Records from a collection:
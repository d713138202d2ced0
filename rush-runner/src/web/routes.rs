//! HTTP route handlers.

use askama::Template;
use axum::{
    Json, Router,
    extract::{Path, Query, State},
    http::StatusCode,
    response::{Html, IntoResponse},
    routing::{get, post},
};
use chrono::NaiveDateTime;
use tower_http::services::ServeDir;
use tracing::{debug, error, warn};

use crate::countdown::Generation;
use crate::domain::{Coordinates, DayType, Station, StationId};
use crate::resolver::resolve_next;
use crate::rush::{PositionError, RushAlert, classify};
use crate::stations::TimetableStore;
use crate::widget::{PositionOutcome, SelectError, WidgetSnapshot};

use super::dto::*;
use super::state::AppState;
use super::templates::*;

/// Create the application router.
///
/// `static_dir` is the path to the static assets directory.
pub fn create_router(state: AppState, static_dir: &str) -> Router {
    Router::new()
        .route("/", get(index_page))
        .route("/health", get(health))
        .route("/api/state", get(widget_state))
        .route("/api/select", post(select))
        .route("/api/position", post(report_position))
        .route("/api/stations/search", get(search_stations))
        .route("/api/stations/:id/timetable", get(station_timetable))
        .route("/api/stations/:id/next", get(next_departure))
        .route("/api/classify", get(classify_rush))
        .nest_service("/static", ServeDir::new(static_dir))
        .with_state(state)
}

/// Health check endpoint.
async fn health() -> &'static str {
    "ok"
}

/// The widget page.
async fn index_page(State(state): State<AppState>) -> Result<Html<String>, AppError> {
    let snapshot = state.widget.snapshot().await;
    let departures = state.widget.active_departures().await;

    let page = IndexTemplate {
        widget: WidgetView::from_snapshot(&snapshot),
        timetable: TimetableTemplate {
            day_type: snapshot.day_type.to_string(),
            rows: departures.iter().map(DepartureRow::from_departure).collect(),
        },
    };
    let html = page.render().map_err(|e| AppError::Internal {
        message: format!("Template error: {}", e),
    })?;

    Ok(Html(html))
}

/// Current session snapshot.
async fn widget_state(State(state): State<AppState>) -> Json<WidgetSnapshot> {
    Json(state.widget.snapshot().await)
}

/// Apply a station and/or day-type selection.
///
/// When both are given the station is switched first.
async fn select(
    State(state): State<AppState>,
    Json(req): Json<SelectRequest>,
) -> Result<Json<WidgetSnapshot>, AppError> {
    let station = req
        .station_id
        .as_deref()
        .map(parse_station_id)
        .transpose()?;
    let day_type = req.day_type.as_deref().map(parse_day_type).transpose()?;

    if station.is_none() && day_type.is_none() {
        return Err(AppError::BadRequest {
            message: "Expected station_id or day_type".to_string(),
        });
    }

    let mut snapshot = None;
    if let Some(id) = station {
        snapshot = Some(state.widget.select_station(id).await?);
    }
    if let Some(day_type) = day_type {
        snapshot = Some(state.widget.select_day_type(day_type).await?);
    }

    match snapshot {
        Some(snapshot) => Ok(Json(snapshot)),
        None => Ok(Json(state.widget.snapshot().await)),
    }
}

/// Deliver a browser position fix or failure.
async fn report_position(
    State(state): State<AppState>,
    Json(req): Json<PositionReport>,
) -> Result<Json<PositionResponse>, AppError> {
    let fix = match (&req.error, req.latitude, req.longitude) {
        (Some(reason), _, _) => Err(position_error(reason)),
        (None, Some(lat), Some(lon)) => {
            Ok(Coordinates::new(lat, lon).map_err(|e| AppError::BadRequest {
                message: e.to_string(),
            })?)
        }
        _ => {
            return Err(AppError::BadRequest {
                message: "Expected latitude and longitude, or error".to_string(),
            });
        }
    };

    let generation = Generation::new(req.generation);
    let response = match state.widget.apply_position(generation, fix).await {
        PositionOutcome::Applied(alert) => PositionResponse {
            outcome: "applied",
            generation,
            alert: Some(alert),
            message: alert.message(),
        },
        PositionOutcome::Stale => PositionResponse {
            outcome: "stale",
            generation,
            alert: None,
            message: None,
        },
    };

    Ok(Json(response))
}

/// Search stations by name.
async fn search_stations(
    State(state): State<AppState>,
    Query(req): Query<StationSearchRequest>,
) -> Result<Json<StationSearchResponse>, AppError> {
    let store = state.widget.store().ok_or_else(unavailable)?;
    let limit = req.limit.unwrap_or(10).min(50);

    let stations = store
        .search(&req.q, limit)
        .into_iter()
        .map(|m| StationSearchResult {
            id: m.id.to_string(),
            name: m.name,
        })
        .collect();

    Ok(Json(StationSearchResponse { stations }))
}

/// A station's departures for one day-type.
async fn station_timetable(
    State(state): State<AppState>,
    Path(id): Path<String>,
    Query(req): Query<TimetableRequest>,
) -> Result<Json<TimetableResponse>, AppError> {
    let day_type = match req.day.as_deref() {
        Some(day) => parse_day_type(day)?,
        None => DayType::for_date(state.widget.now().date()),
    };
    let store = state.widget.store().ok_or_else(unavailable)?;
    let station = find_station(store, &id)?;

    Ok(Json(TimetableResponse {
        station_id: station.id.to_string(),
        station_name: station.name.clone(),
        line_name: station.line.clone(),
        day_type,
        departures: station
            .timetable
            .departures(day_type)
            .iter()
            .map(DepartureResult::from_departure)
            .collect(),
    }))
}

/// Resolve a station's next departure without touching the session.
async fn next_departure(
    State(state): State<AppState>,
    Path(id): Path<String>,
    Query(req): Query<NextDepartureRequest>,
) -> Result<Json<NextDepartureResponse>, AppError> {
    let at = match req.at.as_deref() {
        Some(raw) => raw
            .trim()
            .parse::<NaiveDateTime>()
            .map_err(|e| AppError::BadRequest {
                message: format!("Invalid time {raw:?}: {e}"),
            })?,
        None => state.widget.now(),
    };
    let day_type = match req.day.as_deref() {
        Some(day) => parse_day_type(day)?,
        None => DayType::for_date(at.date()),
    };
    let store = state.widget.store().ok_or_else(unavailable)?;
    let station = find_station(store, &id)?;

    let resolution = resolve_next(&station.timetable, day_type, at);
    debug!(station = %station.id, %day_type, %at, next = ?resolution.next, "resolved");

    Ok(Json(NextDepartureResponse::from_resolution(
        &resolution,
        day_type,
        at,
    )))
}

/// Classify a distance and time budget.
async fn classify_rush(
    Query(req): Query<ClassifyRequest>,
) -> Result<Json<ClassifyResponse>, AppError> {
    if !req.distance.is_finite() || req.distance < 0.0 || !req.seconds.is_finite() {
        return Err(AppError::BadRequest {
            message: "distance must be a non-negative number and seconds finite".to_string(),
        });
    }

    let classification = classify(req.distance, req.seconds);
    let alert = RushAlert::Assessed {
        classification,
        distance_m: req.distance,
        seconds_until: req.seconds,
    };

    Ok(Json(ClassifyResponse {
        classification,
        message: alert.message(),
    }))
}

fn parse_station_id(raw: &str) -> Result<StationId, AppError> {
    StationId::parse(raw).map_err(|e| AppError::BadRequest {
        message: format!("Invalid station id {raw:?}: {e}"),
    })
}

fn parse_day_type(raw: &str) -> Result<DayType, AppError> {
    raw.parse::<DayType>().map_err(|e| AppError::BadRequest {
        message: e.to_string(),
    })
}

fn position_error(reason: &str) -> PositionError {
    match reason.parse::<PositionError>() {
        Ok(e) => e,
        Err(never) => match never {},
    }
}

fn find_station<'a>(
    store: &'a TimetableStore,
    raw: &str,
) -> Result<&'a Station, AppError> {
    let id = parse_station_id(raw)?;
    store.get(&id).ok_or_else(|| AppError::NotFound {
        message: format!("Unknown station: {id}"),
    })
}

fn unavailable() -> AppError {
    AppError::Unavailable {
        message: "Timetable data unavailable".to_string(),
    }
}

/// Application error type.
#[derive(Debug)]
pub enum AppError {
    BadRequest { message: String },
    NotFound { message: String },
    Unavailable { message: String },
    Internal { message: String },
}

impl From<SelectError> for AppError {
    fn from(e: SelectError) -> Self {
        match e {
            SelectError::UnknownStation(_) => AppError::NotFound {
                message: e.to_string(),
            },
            SelectError::Unavailable(_) => AppError::Unavailable {
                message: e.to_string(),
            },
        }
    }
}

impl IntoResponse for AppError {
    fn into_response(self) -> axum::response::Response {
        let (status, message) = match self {
            AppError::BadRequest { message } => (StatusCode::BAD_REQUEST, message),
            AppError::NotFound { message } => (StatusCode::NOT_FOUND, message),
            AppError::Unavailable { message } => (StatusCode::SERVICE_UNAVAILABLE, message),
            AppError::Internal { message } => (StatusCode::INTERNAL_SERVER_ERROR, message),
        };

        if status.is_server_error() {
            error!(%status, "{message}");
        } else {
            warn!(%status, "{message}");
        }

        let body = Json(ErrorResponse { error: message });
        (status, body).into_response()
    }
}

BRIEF
Provide only the count of lines in the data above that include the string "format".

EXERCISE RESULT
4